BDC は「SAP データに密着したエンタープライズ向け data fabric + lakehouse 統合スイート」という性格を持ちます。同じ領域で競合・代替となる主要プラットフォームと比較します。

主要データ基盤プラットフォーム比較(BDC は SAP データ密着、他は汎用 lakehouse / DWH 寄り)
プラットフォームSAP データ密度Open フォーマット対応AI/ML料金モデル主たる差別化
SAP BDC BDC は SAP データに最も密着、business context をネイティブ保持 Delta Sharing / BDC Connect で外部 lakehouse と bidirectional zero-copy SAP Databricks 同梱、AI Core 連携 サブスクリプション(FUE ベース、SAP 既存契約に統合可) SAP データの business context をそのまま AI/分析に供給できる唯一の純正基盤
Snowflake コネクタ経由、SAP セマンティクスは別途設計が必要 Iceberg / 外部テーブル対応、独自フォーマット中心 Cortex AI / ML 機能を強化中 従量課金(クレジットベース) マルチクラウドのデータ共有・ガバナンス、グローバル分散の成熟度
Databricks(standalone) SAP コネクタ提供、ただし BDC 経由が zero-copy で有利 Delta Lake / Iceberg / Unity Catalog のオープン戦略 MLflow、ベクトル DB、AI エージェント機能が成熟 従量課金(DBU ベース) lakehouse 設計の先駆者、ML/AI エコシステム最強クラス
Microsoft Fabric コネクタ経由、SAP セマンティクスは別途設計 OneLake(Delta 形式)統一、Iceberg ショートカット対応 Azure OpenAI と統合、Copilot 連携 容量ベース(Fabric Capacity Units) Microsoft エコシステム統合(Power BI / Dynamics / Office 365)
Google BigQuery コネクタ経由、SAP セマンティクスは別途設計 BigLake / Iceberg 対応、外部テーブル成熟 Vertex AI / Gemini との統合 従量課金(スキャン量 + ストレージ) サーバレス DWH の代表格、Google AI スタック連携

5 プラットフォームの位置付けを整理すると、BDC は SAP データ密度 の軸で他を圧倒し、SAP の業務オブジェクトを semantic 込みでネイティブに扱える唯一の純正基盤です。一方、Open フォーマット対応 では Databricks(Delta Lake / Iceberg)と Microsoft Fabric(OneLake)が先行しており、Snowflake も Iceberg 対応を強化中です。BDC は「SAP データを軸にした data fabric」が本領で、SAP データを伴わない純粋な lakehouse 用途は Databricks standalone / Snowflake / Fabric を直接採用する方が素直です。BDC Connect の役割は、こうした外部 lakehouse を排除するのではなく、SAP データを zero-copy で外部側に提供する ことで共存設計を可能にする点にあります。

私の考察

私は SAP CoE 実務観点で BDC を「SAP データを軸とした data fabric として妥当な選択肢」と評価しています。理由は 3 点で、第 1 に SAP データの business context をそのまま AI/ML へ繋ぐ唯一の純正基盤であり ETL で semantic を再構築する必要がないこと、第 2 に BW Data Product Generator で既存 BW 投資を捨てずにモダナイズできること、第 3 に BDC Connect で外部 lakehouse と bidirectional zero-copy が成立すれば「SAP データだけ BDC、残りは既存基盤」というハイブリッド設計が現実的に組めることです。

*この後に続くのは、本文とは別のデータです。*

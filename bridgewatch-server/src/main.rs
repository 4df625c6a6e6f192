//! Bridgewatch - Headless Watchdog Daemon
//!
//! Keeps a cache of account balances fresh through a single bridge session,
//! evaluates bridge health on a fixed cadence, and requests a restart through
//! the recovery hook when the bridge stays unhealthy.
//!
//! REST API on /api/*, load balancer health on /health.

#![allow(clippy::print_stdout, reason = "CLI binary reports to the terminal")]

use anyhow::Result;
use clap::Parser;
use tracing::info;
use tracing_subscriber::EnvFilter;

mod api;
mod cli;
mod commands;
mod router;
mod server_utils;
mod state;
#[cfg(test)]
mod test_helpers;

use bridgewatch_core::modules::config as core_config;
use bridgewatch_core::Watchdog;
use cli::{Cli, Commands};
use commands::DaemonClient;
use state::AppState;

#[tokio::main]
async fn main() -> Result<()> {
    let cli = Cli::parse();

    tracing_subscriber::fmt()
        .with_env_filter(
            EnvFilter::try_from_default_env().unwrap_or_else(|_| EnvFilter::new(&cli.log_level)),
        )
        .with_target(false)
        .init();

    let command = cli.command.unwrap_or(Commands::Serve);
    let client_url = || -> Result<String> {
        if let Some(url) = &cli.url {
            return Ok(url.clone());
        }
        let port = match cli.port {
            Some(port) => port,
            None => core_config::load_config().map_err(|e| anyhow::anyhow!(e))?.server.port,
        };
        Ok(format!("http://127.0.0.1:{}", port))
    };

    match command {
        Commands::Serve => run_server(cli.port).await,
        Commands::Status { json } => {
            commands::handle_status(&DaemonClient::new(&client_url()?)?, json).await
        },
        Commands::Accounts { json } => {
            commands::handle_accounts(&DaemonClient::new(&client_url()?)?, json).await
        },
        Commands::Alerts { limit } => {
            commands::handle_alerts(&DaemonClient::new(&client_url()?)?, limit).await
        },
        Commands::Sync => commands::handle_sync(&DaemonClient::new(&client_url()?)?).await,
        Commands::Heal => commands::handle_heal(&DaemonClient::new(&client_url()?)?).await,
        Commands::Reset => commands::handle_reset(&DaemonClient::new(&client_url()?)?).await,
        Commands::Config(cmd) => commands::handle_config_command(cmd).await,
    }
}

async fn run_server(port_override: Option<u16>) -> Result<()> {
    let data_dir = core_config::get_data_dir()
        .map_err(|e| anyhow::anyhow!("Failed to get data directory: {}", e))?;
    let config = core_config::load_config().map_err(|e| anyhow::anyhow!(e))?;
    let port = port_override.unwrap_or(config.server.port);
    let server_config = config.server.clone();

    info!("🚀 Bridgewatch v{} starting on port {}...", env!("CARGO_PKG_VERSION"), port);
    info!("📁 Data directory: {}", data_dir.display());
    info!("🔗 Bridge: {}", config.bridge.base_url);

    let watchdog = Watchdog::from_config(config, &data_dir).map_err(|e| anyhow::anyhow!(e))?;
    watchdog.start();

    let state = AppState::new(watchdog.clone(), data_dir);
    let app = router::build_router(state);

    let listener = server_utils::create_listener(port, &server_config).await?;
    info!("🔌 API available at http://{}:{}/api/", server_config.bind_address, port);

    axum::serve(listener, app).with_graceful_shutdown(server_utils::shutdown_signal()).await?;

    info!("⏳ Stopping watchdog loops...");
    watchdog.shutdown().await;
    info!("👋 Bridgewatch stopped");

    Ok(())
}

ただし、BDC の採用判断は慎重さが要ります。BARC が指摘するとおり「2026 は実装検証年」であり、Data Product Studio の一般提供は 2026 H1、BDC Connect for Snowflake / BigQuery は 2026 H1、Microsoft Fabric は 2026 Q3、Amazon Athena は H2 2026 と、機能の GA 時期がずれています。本番採用は機能ごとの GA を見極めてから、その間に PoC で適合シナリオを検証するのが賢明だと考えます。Constellation の Mueller が「2000 年以降の SAP にとって最も重要なプラットフォーム革新」と評する一方、BARC の Larissa Baier は SAP の自社開発 AI 路線とリソース分散リスクを慎重に指摘しており、両論を踏まえると BDC は 観察・PoC で吟味する段階 にあると考えます。

運用面の留意点として、BDC は単独製品ではなく統合スイートのため、契約・FUE・ライセンス・テナント設計が複雑 になりがちです。Datasphere / SAC / SAP Databricks / HANA Cloud を単独契約しているテナントを BDC として統合する場合、契約見直しと既存ワークロードの移行計画が必須で、SAP CoE が早めに営業窓口・SI ベンダと整理しておくべき論点です。